Como então caracterizar espiritualidades em relação a projetos sociais? Uma questão constante que nos perguntamos, os que estudam o fenômeno contemporâneo do surgimento das espiritualidades, é se a tendência responde a um projeto contracultural, um movimento de crítica pós-colonial, ou se ao contrário é uma espiritualidade segundo os valores do neoliberalismo e da modernidade tardia. As respostas, como podemos ver, não apontam para uma única direção (CASTELLANOS, 2016, p.13. Tradução livre).

Nos próximos capítulos descrevo pormenorizadamente os agenciamentos do universo terapêutico nova era que se encontram com as questões sociais da comunidade de Serra Grande.

CAPÍTULO 4

O CAMINHO DAS ERVAS

Um importante ponto de encontro terapêutico de chegantes e forasteiros em Serra Grande é o Caminho das Ervas (doravante nomeado também apenas por Caminho). Fundado em 2017 por Dona Val, Aranda e Suzana, além do apoio de muitos outros colaboradores, o Caminho das Ervas é a porta de entrada de muitos chegantes para o dinâmico universo das terapêuticas alternativas do lugar. Trata-se de um projeto sediado em uma grande casa que promove diversos eventos de temática terapêutica, além de um extenso quintal de ervas medicinais frequentado por terapeutas, turistas e moradores da região. Segundo suas idealizadoras, o Caminho mantém-se de portas abertas para reunir os saberes das ervas na intenção de promovê-los e compartilhá-los com toda a comunidade de Serra Grande.

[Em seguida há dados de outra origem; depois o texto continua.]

//! Append-only relational sink for classified transactions.
//!
//! Backed by a `sqlx` Any pool, so the same code talks to MySQL in
//! production and SQLite locally and in tests. Every append is one database
//! transaction tagged with a fresh batch id: it commits whole or not at all,
//! and rows written earlier are never touched.

use chrono::{DateTime, NaiveDateTime, Utc};
use serde::Serialize;
use sqlx::any::{AnyPoolOptions, AnyRow};
use sqlx::{AnyPool, Row};
use std::collections::{BTreeMap, HashSet};

use crate::config::DatabaseConfig;
use crate::error::{PersistenceError, PipelineResult, StoreResult};
use crate::models::{ClassifiedTransaction, RiskLevel, StoredTransaction, Transaction};

/// Destination table.
pub const TABLE: &str = "transactions_standard";

// `%.f` writes no fraction for whole seconds and reads either form
const DATE_FORMAT: &str = "%Y-%m-%d %H:%M:%S%.f";
const TIMESTAMP_FORMAT: &str = "%Y-%m-%d %H:%M:%S%.6f";

const SCHEMA_SQL: &str = r#"
CREATE TABLE IF NOT EXISTS transactions_standard (
    transaction_id VARCHAR(128) NOT NULL,
    customer_id VARCHAR(128),
    transaction_date VARCHAR(32),
    amount DOUBLE PRECISION NOT NULL,
    city VARCHAR(128),
    state VARCHAR(128),
    category VARCHAR(128),
    channel VARCHAR(64),
    is_fraud BIGINT NOT NULL,
    extra TEXT,
    risk_level VARCHAR(16) NOT NULL,
    source_file VARCHAR(255) NOT NULL,
    batch_id VARCHAR(36) NOT NULL,
    row_index BIGINT NOT NULL,
    ingested_at VARCHAR(32) NOT NULL
)
"#;

const INSERT_SQL: &str = r#"
INSERT INTO transactions_standard (
    transaction_id, customer_id, transaction_date, amount, city, state,
    category, channel, is_fraud, extra, risk_level, source_file, batch_id,
    row_index, ingested_at
) VALUES (?, ?, ?, ?, ?, ?, ?, ?, ?, ?, ?, ?, ?, ?, ?)
"#;

const SELECT_SQL: &str = r#"
SELECT transaction_id, customer_id, transaction_date, amount, city, state,
       category, channel, is_fraud, extra, risk_level, source_file, batch_id,
       row_index, ingested_at
FROM transactions_standard
ORDER BY ingested_at DESC, batch_id ASC, row_index ASC
"#;

/// What one append wrote.
#[derive(Debug, Clone, PartialEq, Eq, Serialize)]
pub struct AppendReceipt {
    pub batch_id: String,
    pub rows: usize,
    pub source_file: String,
    pub ingested_at: DateTime<Utc>,
}

/// Handle on the persisted transactions table.
#[derive(Debug, Clone)]
pub struct TransactionStore {
    pool: AnyPool,
}

impl TransactionStore {
    /// Connect with the configured parameters and create the table if absent.
    pub async fn connect(config: &DatabaseConfig) -> PipelineResult<Self> {
        let url = config.connection_url()?;
        Ok(Self::connect_url(&url, config.max_connections).await?)
    }

    /// Connect to an explicit URL (`mysql://…`, `sqlite://…`).
    pub async fn connect_url(url: &str, max_connections: u32) -> StoreResult<Self> {
        sqlx::any::install_default_drivers();

        // in-memory SQLite lives as long as its connection, so never recycle
        let pool = AnyPoolOptions::new()
            .max_connections(max_connections.max(1))
            .idle_timeout(None)
            .max_lifetime(None)
            .connect(url)
            .await?;

        let store = Self { pool };
        store.migrate().await?;
        Ok(store)
    }

    async fn migrate(&self) -> StoreResult<()> {
        sqlx::query(SCHEMA_SQL).execute(&self.pool).await?;
        tracing::debug!(table = TABLE, "schema ensured");
        Ok(())
    }

    /// Append classified rows in one database transaction.
    ///
    /// Empty input writes nothing and still returns a receipt.
    pub async fn append(
        &self,
        rows: &[ClassifiedTransaction],
        source_file: &str,
    ) -> StoreResult<AppendReceipt> {
        let receipt = AppendReceipt {
            batch_id: uuid::Uuid::new_v4().to_string(),
            rows: rows.len(),
            source_file: source_file.to_string(),
            ingested_at: Utc::now(),
        };
        if rows.is_empty() {
            return Ok(receipt);
        }

        let ingested_at = receipt.ingested_at.format(TIMESTAMP_FORMAT).to_string();
        let mut tx = self.pool.begin().await?;

        for (index, row) in rows.iter().enumerate() {
            let txn = &row.transaction;
            let extra = if txn.extra.is_empty() {
                None
            } else {
                Some(serde_json::to_string(&txn.extra)?)
            };

            sqlx::query(INSERT_SQL)
                .bind(txn.transaction_id.clone())
                .bind(txn.customer_id.clone())
                .bind(txn.transaction_date.map(|d| d.format(DATE_FORMAT).to_string()))
                .bind(txn.amount)
                .bind(txn.city.clone())
                .bind(txn.state.clone())
                .bind(txn.category.clone())
                .bind(txn.channel.clone())
                .bind(i64::from(txn.is_fraud))
                .bind(extra)
                .bind(row.risk_level.as_str().to_string())
                .bind(receipt.source_file.clone())
                .bind(receipt.batch_id.clone())
                .bind(index as i64)
                .bind(ingested_at.clone())
                .execute(&mut *tx)
                .await?;
        }

        tx.commit().await?;
        tracing::info!(
            batch_id = %receipt.batch_id,
            rows = receipt.rows,
            source_file = %receipt.source_file,
            "batch appended"
        );
        Ok(receipt)
    }

    /// Every persisted row, newest batch first, file order within a batch.
    pub async fn all(&self) -> StoreResult<Vec<StoredTransaction>> {
        let rows = sqlx::query(SELECT_SQL).fetch_all(&self.pool).await?;
        rows.iter().map(decode_row).collect()
    }

    /// One row per transaction id, the most recently ingested version winning.
    pub async fn latest(&self) -> StoreResult<Vec<StoredTransaction>> {
        let mut seen = HashSet::new();
        Ok(self
            .all()
            .await?
            .into_iter()
            .filter(|row| seen.insert(row.transaction().transaction_id.clone()))
            .collect())
    }

    pub async fn count(&self) -> StoreResult<i64> {
        let row = sqlx::query("SELECT COUNT(*) AS total FROM transactions_standard")
            .fetch_one(&self.pool)
            .await?;
        Ok(row.try_get("total")?)
    }
}

fn decode_row(row: &AnyRow) -> StoreResult<StoredTransaction> {
    let transaction_date: Option<String> = row.try_get("transaction_date")?;
    let transaction_date = transaction_date
        .map(|raw| {
            NaiveDateTime::parse_from_str(&raw, DATE_FORMAT)
                .map_err(|e| PersistenceError::CorruptRow(format!("transaction_date '{}': {}", raw, e)))
        })
        .transpose()?;

    let extra: Option<String> = row.try_get("extra")?;
    let extra: BTreeMap<String, String> = match extra.as_deref() {
        Some(raw) if !raw.is_empty() => serde_json::from_str(raw)
            .map_err(|e| PersistenceError::CorruptRow(format!("extra: {}", e)))?,
        _ => BTreeMap::new(),
    };

    let risk_level: String = row.try_get("risk_level")?;
    let risk_level: RiskLevel = risk_level.parse().map_err(PersistenceError::CorruptRow)?;

    let ingested_at: String = row.try_get("ingested_at")?;
    let ingested_at = NaiveDateTime::parse_from_str(&ingested_at, "%Y-%m-%d %H:%M:%S%.f")
        .map_err(|e| PersistenceError::CorruptRow(format!("ingested_at '{}': {}", ingested_at, e)))?
        .and_utc();

    let is_fraud: i64 = row.try_get("is_fraud")?;

    Ok(StoredTransaction {
        record: ClassifiedTransaction {
            transaction: Transaction {
                transaction_id: row.try_get("transaction_id")?,
                customer_id: row.try_get("customer_id")?,
                amount: row.try_get("amount")?,
                transaction_date,
                is_fraud: is_fraud != 0,
                city: row.try_get("city")?,
                state: row.try_get("state")?,
                category: row.try_get("category")?,
                channel: row.try_get("channel")?,
                extra,
            },
            risk_level,
        },
        source_file: row.try_get("source_file")?,
        batch_id: row.try_get("batch_id")?,
        row_index: row.try_get("row_index")?,
        ingested_at,
    })
}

Pode-se afirmar que o lugar é uma “porta de entrada”. A maioria das pessoas que chega a Serra Grande passa pelo Caminho, vivenciando algum mutirão ou oficina. Com o tempo, normalmente criam outras relações e vínculos e acabam se afastando. Essa tendência aponta para duas questões importantes. A primeira é certamente a abertura do espaço e de sua mentora, Dona Val, para os visitantes em geral: todos são bem-vindos e podem ficar à vontade nas dependências da casa. A segunda questão diz respeito a uma característica mais delicada do projeto. Se no capítulo anterior mencionei os espaços terapêuticos que oferecem terapias alternativas diversas num engajamento mais “profissional” (comercial), no Caminho das ervas, pode-se dizer, a construção do processo terapêutico se dá de modo mais “romântico”, com ideais de amor e espontaneidade orientando os processos mais do que os objetivos ou as concretizações.

O Caminho das Ervas foi também o meu lugar de chegada, onde fui acolhida e iniciei meu próprio caminho pela terapêutica em Serra Grande. Neste capítulo descrevo o projeto, seu funcionamento, seus principais colaboradores, problemas e desafios de seus participantes. Começo por Dona Val, mentora e guardiã do projeto.